Collected data entries:
* * *

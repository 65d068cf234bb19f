use axum::body::{Body, Bytes};
use axum::extract::{Path, RawQuery, State};
use axum::http::{header, HeaderMap, StatusCode};
use axum::response::{IntoResponse, Response};
use chrono::Utc;
use std::sync::Arc;
use tokio_util::io::ReaderStream;

use crate::api::response::ApiError;
use crate::object_store::{LocalStore, ObjectStoreError, SignedPutParams};
use crate::AppState;

fn local_store(state: &AppState) -> Result<&LocalStore, ApiError> {
    state
        .local_store
        .as_deref()
        .ok_or_else(|| ApiError::not_found("Local storage is not enabled"))
}

/// Accept the byte transfer for a local signed upload URL.
/// Route: PUT /_local/objects/:key
pub async fn receive_signed_put(
    State(state): State<Arc<AppState>>,
    Path(key): Path<String>,
    RawQuery(query): RawQuery,
    headers: HeaderMap,
    body: Bytes,
) -> Result<StatusCode, ApiError> {
    let store = local_store(&state)?;

    let params: SignedPutParams = serde_qs::from_str(query.as_deref().unwrap_or_default())
        .map_err(|_| ApiError::forbidden("Upload URL is missing its signature parameters"))?;

    store
        .verify(&key, &params, Utc::now())
        .map_err(|e| ApiError::forbidden(e.to_string()))?;

    // The transfer must match what was signed
    let content_type = headers
        .get(header::CONTENT_TYPE)
        .and_then(|v| v.to_str().ok());
    if content_type != Some(params.content_type.as_str()) {
        return Err(ApiError::bad_request(
            "Content-Type does not match the signed upload",
        ));
    }
    if body.len() as u64 != params.content_length {
        return Err(ApiError::bad_request(format!(
            "Body length {} does not match the signed length {}",
            body.len(),
            params.content_length
        )));
    }

    store.put(&key, body).await.map_err(|e| match e {
        ObjectStoreError::InvalidKey(_) => ApiError::bad_request(e.to_string()),
        _ => ApiError::internal(format!("Failed to store object: {e}")),
    })?;

    tracing::debug!(storage_key = %key, bytes = params.content_length, "Stored object");
    Ok(StatusCode::OK)
}

/// Serve a locally stored object for rendering.
/// Route: GET /_local/objects/:key
pub async fn serve_object(
    State(state): State<Arc<AppState>>,
    Path(key): Path<String>,
) -> Result<Response, ApiError> {
    let store = local_store(&state)?;

    let (file, len) = store.open(&key).await.map_err(|e| match e {
        ObjectStoreError::NotFound(_) => ApiError::not_found("Object not found"),
        ObjectStoreError::InvalidKey(_) => ApiError::bad_request(e.to_string()),
        _ => ApiError::internal(format!("Failed to retrieve object: {e}")),
    })?;

    let mut response = (StatusCode::OK, Body::from_stream(ReaderStream::new(file))).into_response();
    let headers = response.headers_mut();

    let mime_type = mime_guess::from_path(&key).first_or_octet_stream();
    headers.insert(
        header::CONTENT_TYPE,
        mime_type
            .as_ref()
            .parse()
            .unwrap_or(header::HeaderValue::from_static("application/octet-stream")),
    );

    headers.insert(header::CONTENT_LENGTH, header::HeaderValue::from(len));

    // Keys are never reused, so objects are immutable
    headers.insert(
        header::CACHE_CONTROL,
        header::HeaderValue::from_static("public, max-age=31536000, immutable"),
    );

    Ok(response)
}
//! Client side of the upload flow: the uploader state machine, the
//! backend it talks to and the view it renders as.

pub mod backend;
pub mod machine;
pub mod state;
pub mod view;

use thiserror::Error;

use crate::validation::ValidationErrors;

pub use backend::{HttpBackend, TransferEvent, TransferStream, UploadBackend};
pub use machine::{DropConstraints, DropRejection, Uploader, ACCEPTED_TRANSFER_STATUSES};
pub use state::{LocalFile, Phase, PreviewHandle, PreviewRef, PreviewRegistry, UploadState};
pub use view::{render, View};

#[derive(Debug, Clone, PartialEq, Eq, Error)]
pub enum UploadError {
    #[error("Invalid upload request: {0}")]
    Validation(ValidationErrors),
    #[error("Rate limited: {0}")]
    RateLimited(String),
    #[error("Rejected as automated: {0}")]
    BotSuspected(String),
    #[error("Transfer failed: {0}")]
    TransferFailed(String),
    #[error("Deletion failed: {0}")]
    DeletionFailed(String),
    #[error("Authentication required")]
    Unauthorized,
    #[error("Not allowed while {0:?}")]
    InvalidPhase(Phase),
    #[error("{0}")]
    Internal(String),
}

impl UploadError {
    /// Text for the user-facing notice.
    pub fn user_message(&self) -> String {
        match self {
            UploadError::RateLimited(msg) | UploadError::BotSuspected(msg) => msg.clone(),
            UploadError::Validation(errors) => format!("Invalid file: {errors}"),
            UploadError::TransferFailed(_) => "Upload failed".to_string(),
            UploadError::Unauthorized => "Please sign in to upload files".to_string(),
            UploadError::DeletionFailed(_) => "Could not delete the file".to_string(),
            UploadError::InvalidPhase(_) | UploadError::Internal(_) => {
                "Something went wrong".to_string()
            }
        }
    }
}

#[derive(Debug, Clone, Copy, PartialEq, Eq)]
pub enum NoticeLevel {
    Success,
    Error,
}

/// Emitted to the host component.
#[derive(Debug, Clone, PartialEq, Eq)]
pub enum UploaderEvent {
    Notice { level: NoticeLevel, message: String },
    /// Progress of the running attempt, never decreasing
    Progress(u8),
    /// The stored key changed; `None` after a deletion
    ValueChanged(Option<String>),
}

* * *

# What needs to be done:
Copy every record precisely, omitting nothing.

# Result:
repository 65d068cf234bb19f
use axum::body::{Body, Bytes};
use axum::extract::{Path, RawQuery, State};
use axum::http::{header, HeaderMap, StatusCode};
use axum::response::{IntoResponse, Response};
use chrono::Utc;
use std::sync::Arc;
use tokio_util::io::ReaderStream;

use crate::api::response::ApiError;
use crate::object_store::{LocalStore, ObjectStoreError, SignedPutParams};
use crate::AppState;

fn local_store(state: &AppState) -> Result<&LocalStore, ApiError> {
    state
        .local_store
        .as_deref()
        .ok_or_else(|| ApiError::not_found("Local storage is not enabled"))
}

/// Accept the byte transfer for a local signed upload URL.
/// Route: PUT /_local/objects/:key
pub async fn receive_signed_put(
    State(state): State<Arc<AppState>>,
    Path(key): Path<String>,
    RawQuery(query): RawQuery,
    headers: HeaderMap,
    body: Bytes,
) -> Result<StatusCode, ApiError> {
    let store = local_store(&state)?;

    let params: SignedPutParams = serde_qs::from_str(query.as_deref().unwrap_or_default())
        .map_err(|_| ApiError::forbidden("Upload URL is missing its signature parameters"))?;

    store
        .verify(&key, &params, Utc::now())
        .map_err(|e| ApiError::forbidden(e.to_string()))?;

    // The transfer must match what was signed
    let content_type = headers
        .get(header::CONTENT_TYPE)
        .and_then(|v| v.to_str().ok());
    if content_type != Some(params.content_type.as_str()) {
        return Err(ApiError::bad_request(
            "Content-Type does not match the signed upload",
        ));
    }
    if body.len() as u64 != params.content_length {
        return Err(ApiError::bad_request(format!(
            "Body length {} does not match the signed length {}",
            body.len(),
            params.content_length
        )));
    }

    store.put(&key, body).await.map_err(|e| match e {
        ObjectStoreError::InvalidKey(_) => ApiError::bad_request(e.to_string()),
        _ => ApiError::internal(format!("Failed to store object: {e}")),
    })?;

    tracing::debug!(storage_key = %key, bytes = params.content_length, "Stored object");
    Ok(StatusCode::OK)
}

/// Serve a locally stored object for rendering.
/// Route: GET /_local/objects/:key
pub async fn serve_object(
    State(state): State<Arc<AppState>>,
    Path(key): Path<String>,
) -> Result<Response, ApiError> {
    let store = local_store(&state)?;

    let (file, len) = store.open(&key).await.map_err(|e| match e {
        ObjectStoreError::NotFound(_) => ApiError::not_found("Object not found"),
        ObjectStoreError::InvalidKey(_) => ApiError::bad_request(e.to_string()),
        _ => ApiError::internal(format!("Failed to retrieve object: {e}")),
    })?;

    let mut response = (StatusCode::OK, Body::from_stream(ReaderStream::new(file))).into_response();
    let headers = response.headers_mut();

    let mime_type = mime_guess::from_path(&key).first_or_octet_stream();
    headers.insert(
        header::CONTENT_TYPE,
        mime_type
            .as_ref()
            .parse()
            .unwrap_or(header::HeaderValue::from_static("application/octet-stream")),
    );

    headers.insert(header::CONTENT_LENGTH, header::HeaderValue::from(len));

    // Keys are never reused, so objects are immutable
    headers.insert(
        header::CACHE_CONTROL,
        header::HeaderValue::from_static("public, max-age=31536000, immutable"),
    );

    Ok(response)
}
//! Client side of the upload flow: the uploader state machine, the
//! backend it talks to and the view it renders as.

pub mod backend;
pub mod machine;
pub mod state;
pub mod view;

use thiserror::Error;

use crate::validation::ValidationErrors;

pub use backend::{HttpBackend, TransferEvent, TransferStream, UploadBackend};
pub use machine::{DropConstraints, DropRejection, Uploader, ACCEPTED_TRANSFER_STATUSES};
pub use state::{LocalFile, Phase, PreviewHandle, PreviewRef, PreviewRegistry, UploadState};
pub use view::{render, View};

#[derive(Debug, Clone, PartialEq, Eq, Error)]
pub enum UploadError {
    #[error("Invalid upload request: {0}")]
    Validation(ValidationErrors),
    #[error("Rate limited: {0}")]
    RateLimited(String),
    #[error("Rejected as automated: {0}")]
    BotSuspected(String),
    #[error("Transfer failed: {0}")]
    TransferFailed(String),
    #[error("Deletion failed: {0}")]
    DeletionFailed(String),
    #[error("Authentication required")]
    Unauthorized,
    #[error("Not allowed while {0:?}")]
    InvalidPhase(Phase),
    #[error("{0}")]
    Internal(String),
}

impl UploadError {
    /// Text for the user-facing notice.
    pub fn user_message(&self) -> String {
        match self {
            UploadError::RateLimited(msg) | UploadError::BotSuspected(msg) => msg.clone(),
            UploadError::Validation(errors) => format!("Invalid file: {errors}"),
            UploadError::TransferFailed(_) => "Upload failed".to_string(),
            UploadError::Unauthorized => "Please sign in to upload files".to_string(),
            UploadError::DeletionFailed(_) => "Could not delete the file".to_string(),
            UploadError::InvalidPhase(_) | UploadError::Internal(_) => {
                "Something went wrong".to_string()
            }
        }
    }
}

#[derive(Debug, Clone, Copy, PartialEq, Eq)]
pub enum NoticeLevel {
    Success,
    Error,
}

/// Emitted to the host component.
#[derive(Debug, Clone, PartialEq, Eq)]
pub enum UploaderEvent {
    Notice { level: NoticeLevel, message: String },
    /// Progress of the running attempt, never decreasing
    Progress(u8),
    /// The stored key changed; `None` after a deletion
    ValueChanged(Option<String>),
}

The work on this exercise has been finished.